Nonetheless, the NAS files and directories that are mapped in S3 NAS buckets can be audited for access events using conventional ONTAP audit procedures. S3 operations can therefore trigger NAS audit events, with the following exceptions:

  • If S3 client access is denied by the S3 policy configuration (group or bucket policy), NAS audit for the event is not initiated. This is because S3 permissions are checked before SVM audit checks can be made.

  • If the target file of an S3 Get request is 0 size, 0 content is returned to the Get request and the Read access is not logged.

  • If the target file of an S3 Get request is in a folder for which the user has no traverse permission, the access attempt fails and the event is not logged.

Object multipart upload

Beginning with ONTAP 9.16.1, object multipart upload is supported when advanced capacity balancing on FlexGroup volumes is enabled.

Object multipart upload on NAS file storage enables an S3 protocol client to upload a large object as smaller parts. Object multipart upload has the following benefits:

  • It enables objects to be uploaded in parallel.

  • In case of an upload failure or pause, only the parts that haven't been uploaded yet will need to be uploaded. Upload of the entire object does not need to be restarted.

  • If the object size is not known in advance (for example, when a large object is still being written), clients can begin uploading parts of the object immediately and complete the upload after the entire object has been created.

Multipart upload supports the following S3 actions:

  • AbortMultipartUpload

  • CompleteMultipartUpload

  • CreateMultipartUpload

  • ListMultipartUpload

S3 and NAS interoperability

ONTAP S3 NAS buckets support standard NAS and S3 functionality except as listed here.

NAS functionality not currently supported by S3 NAS buckets

FabricPool capacity tier

S3 NAS buckets cannot be configured as a capacity tier for FabricPool.

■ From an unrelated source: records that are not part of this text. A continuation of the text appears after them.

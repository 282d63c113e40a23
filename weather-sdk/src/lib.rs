//! Per-credential cached access to a weather provider.
//!
//! This crate defines:
//! - A [`Registry`] holding exactly one client per credential
//! - A bounded, TTL-aware cache per client
//! - An optional background refresher that keeps cached locations warm
//! - Swappable transport and parsing collaborators
//!
//! Logging goes through `tracing`; install a subscriber in the application.

pub mod cache;
pub mod client;
pub mod clock;
pub mod config;
pub mod error;
pub mod mode;
pub mod model;
pub mod provider;
pub mod refresher;
pub mod registry;

pub use cache::WeatherCache;
pub use client::{ClientHandle, WeatherClient};
pub use clock::{Clock, SystemClock};
pub use config::SdkConfig;
pub use error::WeatherError;
pub use mode::OperationMode;
pub use model::{Observation, WeatherData};
pub use provider::{HttpFetcher, JsonParser, ResponseParser, WeatherFetcher};
pub use refresher::{RefreshStats, Refresher};
pub use registry::Registry;
use chrono::{DateTime, Utc};
use std::fmt::Debug;

/// Wall-clock source for capture stamps and relevance checks.
pub trait Clock: Send + Sync + Debug {
    fn now(&self) -> DateTime<Utc>;
}

#[derive(Debug, Clone, Copy, Default)]
pub struct SystemClock;

impl Clock for SystemClock {
    fn now(&self) -> DateTime<Utc> {
        Utc::now()
    }
}


#[cfg(test)]
mod tests {
    use super::testing::TokioClock;
    use super::*;
    use std::time::Duration;

    #[tokio::test(start_paused = true)]
    async fn tokio_clock_follows_paused_time() {
        let clock = TokioClock::new();
        let start = clock.now();

        tokio::time::sleep(Duration::from_secs(600)).await;

        assert_eq!(clock.now() - start, chrono::Duration::seconds(600));
    }

    #[test]
    fn system_clock_tracks_utc_now() {
        let before = Utc::now();
        let now = SystemClock.now();
        assert!(now >= before && now <= Utc::now());
    }
}
use async_trait::async_trait;
use reqwest::{Client, Url};
use std::time::Duration;
use tracing::debug;

use crate::WeatherError;

use super::WeatherFetcher;

/// Fetches raw observations from `{base}/{location}/{credential}`.
#[derive(Debug, Clone)]
pub struct HttpFetcher {
    base_url: Url,
    http: Client,
}

impl HttpFetcher {
    pub fn new(base_url: Url, timeout: Duration) -> Result<Self, WeatherError> {
        let http = Client::builder().timeout(timeout).build()?;
        Ok(Self { base_url, http })
    }

    /// Request URL with both segments percent-encoded.
    pub fn endpoint(&self, location: &str, credential: &str) -> Url {
        let mut url = self.base_url.clone();
        if let Ok(mut segments) = url.path_segments_mut() {
            segments.pop_if_empty().push(location).push(credential);
        }
        url
    }
}

#[async_trait]
impl WeatherFetcher for HttpFetcher {
    async fn fetch(&self, location: &str, credential: &str) -> Result<Vec<u8>, WeatherError> {
        let url = self.endpoint(location, credential);
        debug!(location, "requesting current weather");

        let res = self.http.get(url).send().await?;

        let status = res.status();
        let body = res.bytes().await?;

        if !status.is_success() {
            let text = String::from_utf8_lossy(&body);
            let message = if text.trim().is_empty() {
                status.canonical_reason().unwrap_or("unknown status").to_string()
            } else {
                truncate_body(&text)
            };

            return Err(WeatherError::Upstream { status: status.as_u16(), message });
        }

        Ok(body.to_vec())
    }
}

fn truncate_body(body: &str) -> String {
    const MAX: usize = 200;
    match body.char_indices().nth(MAX) {
        Some((idx, _)) => format!("{}...", &body[..idx]),
        None => body.to_string(),
    }
}
use anyhow::Result;
use dashmap::{DashMap, mapref::entry::Entry};
use std::{collections::BTreeSet, sync::Arc};
use tracing::{debug, info};

use crate::{
    SdkConfig, WeatherError,
    client::{ClientHandle, WeatherClient},
    mode::OperationMode,
    provider::{HttpFetcher, JsonParser, WeatherFetcher},
};

type FetcherFactory =
    dyn Fn(&str) -> Result<Arc<dyn WeatherFetcher>, WeatherError> + Send + Sync + 'static;

/// Owns one [`WeatherClient`] per credential.
///
/// Construct it once at application startup and share it. Clients are created
/// on first [`acquire`](Registry::acquire) and torn down by
/// [`release`](Registry::release) or [`shutdown_all`](Registry::shutdown_all).
pub struct Registry {
    config: SdkConfig,
    clients: DashMap<String, ClientHandle>,
    fetchers: Box<FetcherFactory>,
}

impl Registry {
    /// Registry whose clients talk HTTP to `config.base_url` and parse JSON.
    pub fn new(config: SdkConfig) -> Result<Self> {
        config.validate()?;

        let base_url = config.base_url()?;
        let timeout = config.request_timeout();

        Self::with_fetcher_factory(config, move |_| {
            let fetcher: Arc<dyn WeatherFetcher> =
                Arc::new(HttpFetcher::new(base_url.clone(), timeout)?);
            Ok(fetcher)
        })
    }

    /// Registry with a custom transport. `factory` is called once per new client.
    ///
    /// The factory runs while the credential's map slot is locked. It must not
    /// call back into this registry, and should not block for long.
    pub fn with_fetcher_factory<F>(config: SdkConfig, factory: F) -> Result<Self>
    where
        F: Fn(&str) -> Result<Arc<dyn WeatherFetcher>, WeatherError> + Send + Sync + 'static,
    {
        config.validate()?;

        Ok(Self { config, clients: DashMap::new(), fetchers: Box::new(factory) })
    }

    /// Existing client for `credential`, or a new one created with `mode`.
    ///
    /// Existing clients are returned from a shared read, without taking the
    /// slot's write lock. Creation runs while the map slot for `credential` is
    /// locked, so racing callers always share one client. When they pass
    /// different modes, the first caller's mode wins; keep modes consistent per
    /// credential.
    pub fn acquire(&self, credential: &str, mode: OperationMode) -> Result<ClientHandle, WeatherError> {
        if let Some(client) = self.get(credential) {
            return Ok(Self::reuse(client, credential, mode));
        }

        match self.clients.entry(credential.to_string()) {
            Entry::Occupied(entry) => Ok(Self::reuse(Arc::clone(entry.get()), credential, mode)),
            Entry::Vacant(entry) => {
                let fetcher = (self.fetchers)(credential)?;
                let client = Arc::new(WeatherClient::with_collaborators(
                    credential,
                    mode,
                    &self.config,
                    fetcher,
                    Arc::new(JsonParser),
                )?);
                entry.insert(Arc::clone(&client));

                info!(credential = %redact(credential), mode = %mode, "weather client created");
                Ok(client)
            }
        }
    }

    fn reuse(client: ClientHandle, credential: &str, mode: OperationMode) -> ClientHandle {
        if client.mode() != mode {
            debug!(
                credential = %redact(credential),
                existing = %client.mode(),
                requested = %mode,
                "reusing client created with a different mode"
            );
        }
        client
    }

    /// Client for `credential` if one exists. Never creates.
    pub fn get(&self, credential: &str) -> Option<ClientHandle> {
        self.clients.get(credential).map(|entry| Arc::clone(entry.value()))
    }

    /// Remove the client for `credential` and shut it down. No-op if absent.
    pub fn release(&self, credential: &str) -> Option<ClientHandle> {
        let (_, client) = self.clients.remove(credential)?;
        client.shutdown();

        info!(credential = %redact(credential), "weather client released");
        Some(client)
    }

    pub fn count(&self) -> usize {
        self.clients.len()
    }

    pub fn active_keys(&self) -> BTreeSet<String> {
        self.clients.iter().map(|entry| entry.key().clone()).collect()
    }

    /// Release every client. Returns how many were shut down.
    pub fn shutdown_all(&self) -> usize {
        self.active_keys().iter().filter_map(|key| self.release(key)).count()
    }

    pub fn config(&self) -> &SdkConfig {
        &self.config
    }
}

impl std::fmt::Debug for Registry {
    fn fmt(&self, f: &mut std::fmt::Formatter<'_>) -> std::fmt::Result {
        f.debug_struct("Registry")
            .field("config", &self.config)
            .field("clients", &self.clients.len())
            .finish_non_exhaustive()
    }
}

impl Drop for Registry {
    fn drop(&mut self) {
        self.shutdown_all();
    }
}

/// Keep only the last four characters of a credential for logs.
fn redact(credential: &str) -> String {
    let visible: String = credential
        .chars()
        .rev()
        .take(4)
        .collect::<Vec<_>>()
        .into_iter()
        .rev()
        .collect();
    format!("***{visible}")
}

S3 functionality not currently supported by S3 NAS buckets

AWS user metadata
  • Key-values pairs received as part of S3 user-metadata are not stored on disk along with object data in the current release.

  • Request headers with the prefix "x-amz-meta" are ignored.

AWS Tags
  • On PUT object and Multipart Initiate requests, headers with the prefix "x-amz-tagging" are ignored.

  • Requests to update tags on an existing file (i.e. a Put, Get, and Delete requests with the ?tagging query-string) are rejected with an error.

Versioning

It is not possible to specify versioning in the bucket mapping configuration.

  • Requests that include non-null version specifications (the versionId=xyz query-string) receive error responses.

  • Requests to affect the versioning state of a bucket are rejected with errors.